Gegen dieses Erkenntnis ist eine Revision an den Verwaltungsgerichtshof nach Art. 133 Abs. 4 Bundes-Verfassungsgesetz (B-VG) nicht zulässig.
Entscheidungsgründe
In seiner Erklärung zur Arbeitnehmerveranlagung für das Jahr 2015 machte der Beschwerdeführer neben Sonderausgaben Aufwendungen für eine doppelte Haushaltsführung in der Höhe von insgesamt 16.723,37 Euro (Kosten für Unterbringung in der Höhe von 10.415,85 Euro und Kosten für Familienheimfahrten in der Höhe von 6.307,52 Euro) als Werbungskosten geltend.
Mit Bescheid vom 4. November 2016 wurden neben Sonderausgaben der Pauschbetrag und
das Pendlerpauschale in der Höhe von 1.136 Euro als Werbungskosten berücksichtigt.
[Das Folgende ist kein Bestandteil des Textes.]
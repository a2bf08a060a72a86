//! Saved shipping addresses with exactly one default.
//!
//! [`AddressBook`] is the only path that mutates a user's addresses, so the
//! rule "exactly one address is default whenever the set is non-empty" is
//! enforced here and nowhere else. The address chosen for the current
//! checkout is stored separately and cleared when that address goes away.

use std::sync::Arc;

use crate::error::{Result, StorefrontError};
use crate::events::{EventBus, StorefrontEvent};
use crate::models::{Address, AddressDraft, AddressId};
use crate::storage::{self, Storage};

/// Entity name used in [`StorefrontError::NotFound`].
const ENTITY: &str = "address";

/// A user's saved addresses and checkout selection.
#[derive(Debug)]
pub struct AddressBook<S> {
    /// Backend the addresses are persisted to.
    storage: S,
    /// Bus notified after every write.
    bus: Arc<EventBus>,
    /// Storage key of the address list.
    key: String,
    /// Storage key of the selected checkout address id.
    selection_key: String,
    /// Saved addresses; the default one is first after an add.
    addresses: Vec<Address>,
    /// Address chosen for the current checkout, if any.
    selected: Option<AddressId>,
}

impl<S: Storage> AddressBook<S> {
    /// Hydrates the address list under `key` and the checkout selection
    /// under `selection_key`, repairing the default flag if needed.
    ///
    /// # Errors
    ///
    /// Returns an error if the storage backend fails to read.
    #[inline]
    pub fn load<K: Into<String>, L: Into<String>>(
        storage: S,
        bus: Arc<EventBus>,
        key: K,
        selection_key: L,
    ) -> Result<Self> {
        let mut book = Self {
            storage,
            bus,
            key: key.into(),
            selection_key: selection_key.into(),
            addresses: Vec::new(),
            selected: None,
        };
        book.reload()?;
        Ok(book)
    }

    /// Validates and saves a new address under a fresh id.
    ///
    /// The address becomes the default when requested or when it is the
    /// first one; a new default is placed first and every other address
    /// loses the flag.
    ///
    /// # Errors
    ///
    /// Returns [`StorefrontError::Validation`] for an invalid draft, or a
    /// storage error if the write fails.
    #[tracing::instrument(skip_all)]
    #[inline]
    pub fn add_address(&mut self, draft: AddressDraft) -> Result<Address> {
        draft.validate()?;
        let is_default = draft.is_default.unwrap_or(false) || self.addresses.is_empty();
        let address = draft.into_address(AddressId::generate(), is_default);
        let mut addresses = self.addresses.clone();
        if is_default {
            for existing in &mut addresses {
                existing.is_default = false;
            }
            addresses.insert(0, address.clone());
        } else {
            addresses.push(address.clone());
        }
        self.commit(addresses)?;
        tracing::debug!(id = %address.id, is_default, "address added");
        Ok(address)
    }

    /// Replaces a saved address with the same id.
    ///
    /// Setting the default flag clears it everywhere else; clearing it on
    /// the only default hands the flag to the first address.
    ///
    /// # Errors
    ///
    /// Returns [`StorefrontError::Validation`] for invalid fields,
    /// [`StorefrontError::NotFound`] for an unknown id, or a storage error.
    #[tracing::instrument(skip_all, fields(id = %address.id))]
    #[inline]
    pub fn update_address(&mut self, address: Address) -> Result<()> {
        address.to_draft().validate()?;
        let Some(position) = self.position(&address.id) else {
            return Err(StorefrontError::not_found(ENTITY, &address.id));
        };
        let mut addresses = self.addresses.clone();
        if address.is_default {
            for existing in &mut addresses {
                existing.is_default = false;
            }
        }
        if let Some(slot) = addresses.get_mut(position) {
            *slot = address;
        }
        ensure_single_default(&mut addresses);
        self.commit(addresses)
    }

    /// Makes `id` the default address.
    ///
    /// # Errors
    ///
    /// Returns [`StorefrontError::NotFound`] for an unknown id, or a
    /// storage error if the write fails.
    #[tracing::instrument(skip_all, fields(id = %id))]
    #[inline]
    pub fn set_default(&mut self, id: &AddressId) -> Result<()> {
        if self.position(id).is_none() {
            return Err(StorefrontError::not_found(ENTITY, id));
        }
        let addresses = self
            .addresses
            .iter()
            .cloned()
            .map(|mut address| {
                address.is_default = address.id == *id;
                address
            })
            .collect();
        self.commit(addresses)
    }

    /// Removes an address. If it was the default, the first remaining one
    /// takes over; if it was selected for checkout, the selection is
    /// cleared. Returns `false` if nothing matched.
    ///
    /// # Errors
    ///
    /// Returns a storage error if a write fails.
    #[tracing::instrument(skip_all, fields(id = %id))]
    #[inline]
    pub fn remove_and_reassign_default(&mut self, id: &AddressId) -> Result<bool> {
        if self.position(id).is_none() {
            return Ok(false);
        }
        let mut addresses: Vec<Address> = self
            .addresses
            .iter()
            .filter(|address| address.id != *id)
            .cloned()
            .collect();
        ensure_single_default(&mut addresses);
        self.commit(addresses)?;
        if self.selected.as_ref() == Some(id) {
            self.clear_checkout_selection()?;
        }
        Ok(true)
    }

    /// Chooses the address used by the current checkout.
    ///
    /// # Errors
    ///
    /// Returns [`StorefrontError::NotFound`] for an unknown id, or a
    /// storage error if the write fails.
    #[inline]
    pub fn select_for_checkout(&mut self, id: &AddressId) -> Result<()> {
        if self.position(id).is_none() {
            return Err(StorefrontError::not_found(ENTITY, id));
        }
        storage::save_json(&self.storage, &self.selection_key, id)?;
        self.selected = Some(id.clone());
        self.bus.publish(&StorefrontEvent::AddressesChanged);
        Ok(())
    }

    /// Forgets the checkout selection.
    ///
    /// # Errors
    ///
    /// Returns a storage error if the write fails.
    #[inline]
    pub fn clear_checkout_selection(&mut self) -> Result<()> {
        self.storage.remove(&self.selection_key)?;
        if self.selected.take().is_some() {
            self.bus.publish(&StorefrontEvent::AddressesChanged);
        }
        Ok(())
    }

    /// Address to ship to: the explicit selection, else the default.
    #[inline]
    #[must_use]
    pub fn selected_for_checkout(&self) -> Option<&Address> {
        self.selected
            .as_ref()
            .and_then(|id| self.get(id))
            .or_else(|| self.default_address())
    }

    /// Id of the explicit checkout selection, without the default fallback.
    #[inline]
    #[must_use]
    pub const fn selected_id(&self) -> Option<&AddressId> {
        self.selected.as_ref()
    }

    /// The default address, if any address is saved.
    #[inline]
    #[must_use]
    pub fn default_address(&self) -> Option<&Address> {
        self.addresses.iter().find(|address| address.is_default)
    }

    /// Looks up an address by id.
    #[inline]
    #[must_use]
    pub fn get(&self, id: &AddressId) -> Option<&Address> {
        self.addresses.iter().find(|address| address.id == *id)
    }

    /// All saved addresses.
    #[inline]
    #[must_use]
    pub fn addresses(&self) -> &[Address] {
        &self.addresses
    }

    /// Storage keys of the address list and the checkout selection.
    #[inline]
    #[must_use]
    pub fn keys(&self) -> (&str, &str) {
        (&self.key, &self.selection_key)
    }

    /// Re-reads addresses and selection from storage. A selection that no
    /// longer matches a saved address is dropped.
    ///
    /// # Errors
    ///
    /// Returns an error if the storage backend fails to read.
    #[inline]
    pub fn reload(&mut self) -> Result<()> {
        let mut addresses: Vec<Address> = storage::load_list(&self.storage, &self.key)?;
        ensure_single_default(&mut addresses);
        let selected = match storage::load_json::<AddressId, _>(&self.storage, &self.selection_key)
        {
            Ok(selected) => selected,
            Err(StorefrontError::Serialization(err)) => {
                tracing::warn!(error = %err, "discarding malformed checkout selection");
                None
            }
            Err(err) => return Err(err),
        };
        self.selected = selected.filter(|id| addresses.iter().any(|address| address.id == *id));
        self.addresses = addresses;
        Ok(())
    }

    /// Index of the address with `id`.
    fn position(&self, id: &AddressId) -> Option<usize> {
        self.addresses.iter().position(|address| address.id == *id)
    }

    /// Persists `addresses`, then commits them and notifies subscribers.
    fn commit(&mut self, addresses: Vec<Address>) -> Result<()> {
        storage::save_json(&self.storage, &self.key, &addresses)?;
        self.addresses = addresses;
        self.bus.publish(&StorefrontEvent::AddressesChanged);
        Ok(())
    }
}

/// Leaves exactly one default in a non-empty list: the first flagged
/// address keeps it, or the first address gets it if none is flagged.
fn ensure_single_default(addresses: &mut [Address]) {
    let keep = addresses
        .iter()
        .position(|address| address.is_default)
        .unwrap_or(0);
    for (index, address) in addresses.iter_mut().enumerate() {
        address.is_default = index == keep;
    }
}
In der Begründung wurde (auszugsweise) Folgendes ausgeführt:
„Der Familienwohnsitz und auch Ihr Hauptwohnsitz befand sich seit mehreren Jahren in
Ort, in der Nähe der Arbeitsstätte. Selbst wenn bisher der Familienwohnsitz nicht
bereits in die Nähe der Arbeitsstätte verlegt worden wäre, hätten Aufwendungen dafür
nicht mehr berücksichtigt werden können, da die Gattin zumindest seit 2013 keine relevanten
Einkünfte in Adresse mehr erzielt (Einkünfte unter 6.000 €, bei sehr gutem Einkommen
des Partners), die für eine Unzumutbarkeit der Wegverlegung sprechen würden. Wird
nun von diesem Familienwohnsitz in der Nähe der Arbeitsstätte ohne berufliche Veranlassung
der Familienwohnsitz wieder wegverlegt, so sind dies private Gründe, die nicht zu
einer Berücksichtigung von Aufwendungen für Familienheimfahrten oder doppelte Haushaltsführung
führen können.
Es wurde jedoch ab März 2015 für die Fahrten Wohnung - Arbeitsstätte der Familienwohnsitz
in Adresse für das Pendlerpauschale berücksichtigt (4 - 7 Fahrten pro Monat, mtl.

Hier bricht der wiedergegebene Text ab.